- _Try it_: Print out the data below in full, exactly as written.

(Extracted data entries)
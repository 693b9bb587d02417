use crate::core::grid::{DayLogModel, validate_hour};
use crate::core::history::{HistoryAction, HistoryStack};
use crate::core::projector::{GridBounds, GridCell, project};
use crate::core::save_status::SaveIndicator;
use crate::errors::{AppError, AppResult};
use crate::gateway::PersistenceGateway;
use crate::models::day_log::DayLogRecord;
use crate::models::duty_status::DutyStatus;
use crate::models::entry::DutyStatusEntry;
use crate::models::snapshot::{DayEntries, VisualLogData};
use std::time::Instant;

/// Cell picked on the grid, waiting for location/remarks.
#[derive(Debug, Clone, Copy, PartialEq, Eq)]
pub struct PendingEntry {
    pub hour: u8,
    pub status: DutyStatus,
}

/// Editing state of one daily log: the grid, its undo history, the cell
/// being filled in and the save indicator. Owned by whoever drives the
/// editor; nothing here is shared.
#[derive(Debug, Clone)]
pub struct EditorSession {
    model: DayLogModel,
    history: HistoryStack,
    /// Entries as they were when the session opened, plus any actions
    /// evicted from the bounded history.
    baseline: DayEntries,
    pending: Option<PendingEntry>,
    indicator: SaveIndicator,
}

fn apply_action(entries: &mut DayEntries, action: &HistoryAction) {
    match action {
        HistoryAction::Add(entry) => {
            entries.insert(entry.hour, entry.clone());
        }
        HistoryAction::Clear => entries.clear(),
    }
}

impl EditorSession {
    pub fn new(model: DayLogModel) -> Self {
        Self::with_options(model, HistoryStack::default(), SaveIndicator::default())
    }

    pub fn with_options(model: DayLogModel, history: HistoryStack, indicator: SaveIndicator) -> Self {
        let baseline = model.entries().clone();
        Self {
            model,
            history,
            baseline,
            pending: None,
            indicator,
        }
    }

    pub fn open(record: &DayLogRecord) -> Self {
        Self::new(DayLogModel::from_record(record))
    }

    pub fn model(&self) -> &DayLogModel {
        &self.model
    }

    pub fn history(&self) -> &HistoryStack {
        &self.history
    }

    pub fn pending(&self) -> Option<PendingEntry> {
        self.pending
    }

    pub fn indicator(&self) -> &SaveIndicator {
        &self.indicator
    }

    fn ensure_editable(&self) -> AppResult<()> {
        self.model.status.ensure_editable(&self.model.date_str())
    }

    // ---------------------------
    // Pointer input
    // ---------------------------

    /// Project a pointer position and, when it hits an editable cell,
    /// remember it as the pending entry.
    pub fn pick(&mut self, x: f64, y: f64, bounds: &GridBounds) -> AppResult<Option<GridCell>> {
        self.ensure_editable()?;

        let cell = project(x, y, bounds);
        if let Some(c) = cell {
            self.pending = Some(PendingEntry {
                hour: c.hour,
                status: c.status(),
            });
        }
        Ok(cell)
    }

    /// Select (or adjust) the pending cell by hand.
    pub fn select(&mut self, hour: i32, status: DutyStatus) -> AppResult<()> {
        let hour = validate_hour(hour)?;
        self.ensure_editable()?;
        self.pending = Some(PendingEntry { hour, status });
        Ok(())
    }

    /// Turn the pending cell into an entry with the given details.
    pub fn commit_pending(
        &mut self,
        location: Option<&str>,
        remarks: Option<&str>,
    ) -> AppResult<DutyStatusEntry> {
        let pending = self
            .pending
            .ok_or_else(|| AppError::Validation("no grid cell selected".into()))?;

        let entry = DutyStatusEntry::from_input(
            self.model.date(),
            pending.status,
            pending.hour,
            location,
            remarks,
        );

        self.set_entry(i32::from(pending.hour), entry.clone())?;
        self.pending = None;
        Ok(entry)
    }

    // ---------------------------
    // Edits
    // ---------------------------

    pub fn set_entry(&mut self, hour: i32, entry: DutyStatusEntry) -> AppResult<()> {
        self.model.set_entry(hour, entry)?;

        let applied = self
            .model
            .entry(hour as u8)
            .cloned()
            .ok_or_else(|| AppError::Other(format!("entry for hour {} vanished", hour)))?;
        self.record(HistoryAction::Add(applied));
        Ok(())
    }

    pub fn clear(&mut self) -> AppResult<()> {
        self.model.clear()?;
        self.pending = None;
        self.record(HistoryAction::Clear);
        Ok(())
    }

    fn record(&mut self, action: HistoryAction) {
        if let Some(evicted) = self.history.record(action) {
            apply_action(&mut self.baseline, &evicted);
        }
    }

    /// Step back one edit. Returns `false` when there is nothing to undo.
    pub fn undo(&mut self) -> AppResult<bool> {
        self.ensure_editable()?;
        if self.history.undo().is_none() {
            return Ok(false);
        }
        self.rebuild();
        Ok(true)
    }

    /// Reapply the next undone edit. Returns `false` when there is none.
    pub fn redo(&mut self) -> AppResult<bool> {
        self.ensure_editable()?;
        if self.history.redo().is_none() {
            return Ok(false);
        }
        self.rebuild();
        Ok(true)
    }

    /// Recompute the grid: baseline + every action up to the cursor.
    fn rebuild(&mut self) {
        let mut entries = self.baseline.clone();
        for action in self.history.applied() {
            apply_action(&mut entries, action);
        }
        self.model.restore_entries(entries);
    }

    pub fn snapshot(&self) -> VisualLogData {
        self.model.to_snapshot()
    }

    // ---------------------------
    // Remote sync
    // ---------------------------

    /// Push the current snapshot. A failure keeps the local edits and
    /// flags the indicator; the error is returned for reporting.
    pub async fn save(&mut self, gateway: &dyn PersistenceGateway) -> AppResult<()> {
        self.indicator.start(Instant::now());

        match gateway.save_visual_data(self.model.id, &self.snapshot()).await {
            Ok(()) => {
                self.indicator.succeed(Instant::now());
                Ok(())
            }
            Err(e) => {
                self.indicator.fail(Instant::now(), &e);
                Err(e)
            }
        }
    }

    /// Save the current grid, then certify it. The local state only moves
    /// to certified once the service accepted the certification.
    pub async fn certify(&mut self, gateway: &dyn PersistenceGateway) -> AppResult<()> {
        let target = self.model.date_str();
        self.model.status.ensure_certifiable(&target)?;

        self.save(gateway).await?;
        gateway.certify(self.model.id).await?;

        self.model.status.certify(&target)?;
        self.pending = None;
        Ok(())
    }
}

- _Answer to this exercise_:
repository 693b9bb587d02417
use crate::core::grid::{DayLogModel, validate_hour};
use crate::core::history::{HistoryAction, HistoryStack};
use crate::core::projector::{GridBounds, GridCell, project};
use crate::core::save_status::SaveIndicator;
use crate::errors::{AppError, AppResult};
use crate::gateway::PersistenceGateway;
use crate::models::day_log::DayLogRecord;
use crate::models::duty_status::DutyStatus;
use crate::models::entry::DutyStatusEntry;
use crate::models::snapshot::{DayEntries, VisualLogData};
use std::time::Instant;

/// Cell picked on the grid, waiting for location/remarks.
#[derive(Debug, Clone, Copy, PartialEq, Eq)]
pub struct PendingEntry {
    pub hour: u8,
    pub status: DutyStatus,
}

/// Editing state of one daily log: the grid, its undo history, the cell
/// being filled in and the save indicator. Owned by whoever drives the
/// editor; nothing here is shared.
#[derive(Debug, Clone)]
pub struct EditorSession {
    model: DayLogModel,
    history: HistoryStack,
    /// Entries as they were when the session opened, plus any actions
    /// evicted from the bounded history.
    baseline: DayEntries,
    pending: Option<PendingEntry>,
    indicator: SaveIndicator,
}

fn apply_action(entries: &mut DayEntries, action: &HistoryAction) {
    match action {
        HistoryAction::Add(entry) => {
            entries.insert(entry.hour, entry.clone());
        }
        HistoryAction::Clear => entries.clear(),
    }
}

impl EditorSession {
    pub fn new(model: DayLogModel) -> Self {
        Self::with_options(model, HistoryStack::default(), SaveIndicator::default())
    }

    pub fn with_options(model: DayLogModel, history: HistoryStack, indicator: SaveIndicator) -> Self {
        let baseline = model.entries().clone();
        Self {
            model,
            history,
            baseline,
            pending: None,
            indicator,
        }
    }

    pub fn open(record: &DayLogRecord) -> Self {
        Self::new(DayLogModel::from_record(record))
    }

    pub fn model(&self) -> &DayLogModel {
        &self.model
    }

    pub fn history(&self) -> &HistoryStack {
        &self.history
    }

    pub fn pending(&self) -> Option<PendingEntry> {
        self.pending
    }

    pub fn indicator(&self) -> &SaveIndicator {
        &self.indicator
    }

    fn ensure_editable(&self) -> AppResult<()> {
        self.model.status.ensure_editable(&self.model.date_str())
    }

    // ---------------------------
    // Pointer input
    // ---------------------------

    /// Project a pointer position and, when it hits an editable cell,
    /// remember it as the pending entry.
    pub fn pick(&mut self, x: f64, y: f64, bounds: &GridBounds) -> AppResult<Option<GridCell>> {
        self.ensure_editable()?;

        let cell = project(x, y, bounds);
        if let Some(c) = cell {
            self.pending = Some(PendingEntry {
                hour: c.hour,
                status: c.status(),
            });
        }
        Ok(cell)
    }

    /// Select (or adjust) the pending cell by hand.
    pub fn select(&mut self, hour: i32, status: DutyStatus) -> AppResult<()> {
        let hour = validate_hour(hour)?;
        self.ensure_editable()?;
        self.pending = Some(PendingEntry { hour, status });
        Ok(())
    }

    /// Turn the pending cell into an entry with the given details.
    pub fn commit_pending(
        &mut self,
        location: Option<&str>,
        remarks: Option<&str>,
    ) -> AppResult<DutyStatusEntry> {
        let pending = self
            .pending
            .ok_or_else(|| AppError::Validation("no grid cell selected".into()))?;

        let entry = DutyStatusEntry::from_input(
            self.model.date(),
            pending.status,
            pending.hour,
            location,
            remarks,
        );

        self.set_entry(i32::from(pending.hour), entry.clone())?;
        self.pending = None;
        Ok(entry)
    }

    // ---------------------------
    // Edits
    // ---------------------------

    pub fn set_entry(&mut self, hour: i32, entry: DutyStatusEntry) -> AppResult<()> {
        self.model.set_entry(hour, entry)?;

        let applied = self
            .model
            .entry(hour as u8)
            .cloned()
            .ok_or_else(|| AppError::Other(format!("entry for hour {} vanished", hour)))?;
        self.record(HistoryAction::Add(applied));
        Ok(())
    }

    pub fn clear(&mut self) -> AppResult<()> {
        self.model.clear()?;
        self.pending = None;
        self.record(HistoryAction::Clear);
        Ok(())
    }

    fn record(&mut self, action: HistoryAction) {
        if let Some(evicted) = self.history.record(action) {
            apply_action(&mut self.baseline, &evicted);
        }
    }

    /// Step back one edit. Returns `false` when there is nothing to undo.
    pub fn undo(&mut self) -> AppResult<bool> {
        self.ensure_editable()?;
        if self.history.undo().is_none() {
            return Ok(false);
        }
        self.rebuild();
        Ok(true)
    }

    /// Reapply the next undone edit. Returns `false` when there is none.
    pub fn redo(&mut self) -> AppResult<bool> {
        self.ensure_editable()?;
        if self.history.redo().is_none() {
            return Ok(false);
        }
        self.rebuild();
        Ok(true)
    }

    /// Recompute the grid: baseline + every action up to the cursor.
    fn rebuild(&mut self) {
        let mut entries = self.baseline.clone();
        for action in self.history.applied() {
            apply_action(&mut entries, action);
        }
        self.model.restore_entries(entries);
    }

    pub fn snapshot(&self) -> VisualLogData {
        self.model.to_snapshot()
    }

    // ---------------------------
    // Remote sync
    // ---------------------------

    /// Push the current snapshot. A failure keeps the local edits and
    /// flags the indicator; the error is returned for reporting.
    pub async fn save(&mut self, gateway: &dyn PersistenceGateway) -> AppResult<()> {
        self.indicator.start(Instant::now());

        match gateway.save_visual_data(self.model.id, &self.snapshot()).await {
            Ok(()) => {
                self.indicator.succeed(Instant::now());
                Ok(())
            }
            Err(e) => {
                self.indicator.fail(Instant::now(), &e);
                Err(e)
            }
        }
    }

    /// Save the current grid, then certify it. The local state only moves
    /// to certified once the service accepted the certification.
    pub async fn certify(&mut self, gateway: &dyn PersistenceGateway) -> AppResult<()> {
        let target = self.model.date_str();
        self.model.status.ensure_certifiable(&target)?;

        self.save(gateway).await?;
        gateway.certify(self.model.id).await?;

        self.model.status.certify(&target)?;
        self.pending = None;
        Ok(())
    }
}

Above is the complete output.